We just got back from a very classic, typical Billy Momo trip. Two days and four gigs in Värmland and. Närke, Sweden.
Deje was first up. A very small town in Värmland. The venue was an old power station, turned into a gallery/bar/live music venue. Super cool place, would have fit perfectly in some up-and-coming London suburb or super trendy NYC area. This is typical for Billy Momo gigs. Small towns in rural Sweden often has one really cool venue. Not two, one. There may be several bars, but only one place to go for the real art and music lovers. And those are often quite unique.
We made a lot of new friends in Deje. Only drawback was, when the one place to go in town closes, the town goes to sleep. We are not used to going to sleep at a reasonable hour when on tour. There were invitations to various after parties, but for some reason we hesitated to follow strangers into the woods, so we ended up wandering the streets (or street, rather) and then staring at the ceiling at the hotel. Gramps, with his post-gig blues, crying himself to sleep.
Next day we started in the garden outside the power station, rehearsing our first-ever busking. We were signed up for a street music competition at a city festival in Askersund. Hotlips had made tin cones to use as unamplified megaphones and we had brought Gramps Gig Pig, a perfect weapon for small venues or accoustic sets. It’s a drum kit-in-a-box.
The festival was a beautiful event. 50 something bands playing every corner. Musicians in every bar, instruments being dragged over cobblestone all over. There were fellow musicians everywhere. The whole town was out, exploring.

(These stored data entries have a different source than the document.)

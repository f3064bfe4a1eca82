//! The reset pipeline.
//!
//! Runs every step in order on the calling thread, records each outcome in
//! the session, and publishes state changes over an optional channel. No
//! step error stops the pipeline; a cancel skips the disruptive steps that
//! are left but still restores the volume.

use crate::audio::{AudioBackend, DeviceConfigurator, Direction};
use crate::cancel::CancelToken;
use crate::config::ResetConfig;
use crate::launch::{discover_paths, AppLauncher, InstallLocator, LaunchOutcome, LaunchSupervisor, VendorApp};
use crate::logging::run_header;
use crate::poll::{poll_until, PollOutcome};
use crate::process::{kill_target_processes, ProcessInventory};
use crate::service::{restart_audio_services, ServiceControl, ServicePlan};
use crate::session::{ResetSession, RunReport, StepOutcome};
use crate::state::{PipelineState, Step};
use std::sync::mpsc::Sender;
use std::time::{Duration, Instant};
use tracing::{debug, info, warn};

const CANCELLED: &str = "cancelled";

/// Published while a run progresses.
#[derive(Debug, Clone, PartialEq)]
pub enum PipelineEvent {
    /// The pipeline entered `state`; `label` is the status text to show.
    State {
        state: PipelineState,
        label: &'static str,
    },

    /// The run is over.
    Finished(RunReport),
}

/// The OS surfaces one run works against.
#[derive(Clone, Copy)]
pub struct Collaborators<'a> {
    pub audio: &'a dyn AudioBackend,
    pub processes: &'a dyn ProcessInventory,
    pub services: &'a dyn ServiceControl,
    pub launcher: &'a dyn AppLauncher,
    pub locator: &'a dyn InstallLocator,
}

/// Drives one reset run. Consumed by `run`, so a pipeline cannot be
/// re-entered.
pub struct Orchestrator<'a> {
    config: &'a ResetConfig,
    os: Collaborators<'a>,
    cancel: CancelToken,
    events: Option<Sender<PipelineEvent>>,
    own_pid: u32,
}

This is the beauty of small-town city festivals. Everyone is there. This one attracts alot of people from other areas as well. We did our busking set and two more sets later the same day. A bit out of breath after the last one, I’ll admit. But luckily for me, I don’t have a drivers license, so I didn’t have to drive all the way back. We went the same night. Billy Momo won’t waste time on sleeping.
This was a typical, ideal weekend for Billy. Perfect venues, lots of new friends and fans and strictly good vibes.
It begins as soon as we step out of the cars, just before midnight this past Friday.
The smells hit us right away. A plethora of flowers and trees in bloom. Summer has arrived in Österlen, the evening air is warm, and we have come to Franskans Crêperie in Rörum to see some friends, and play a show.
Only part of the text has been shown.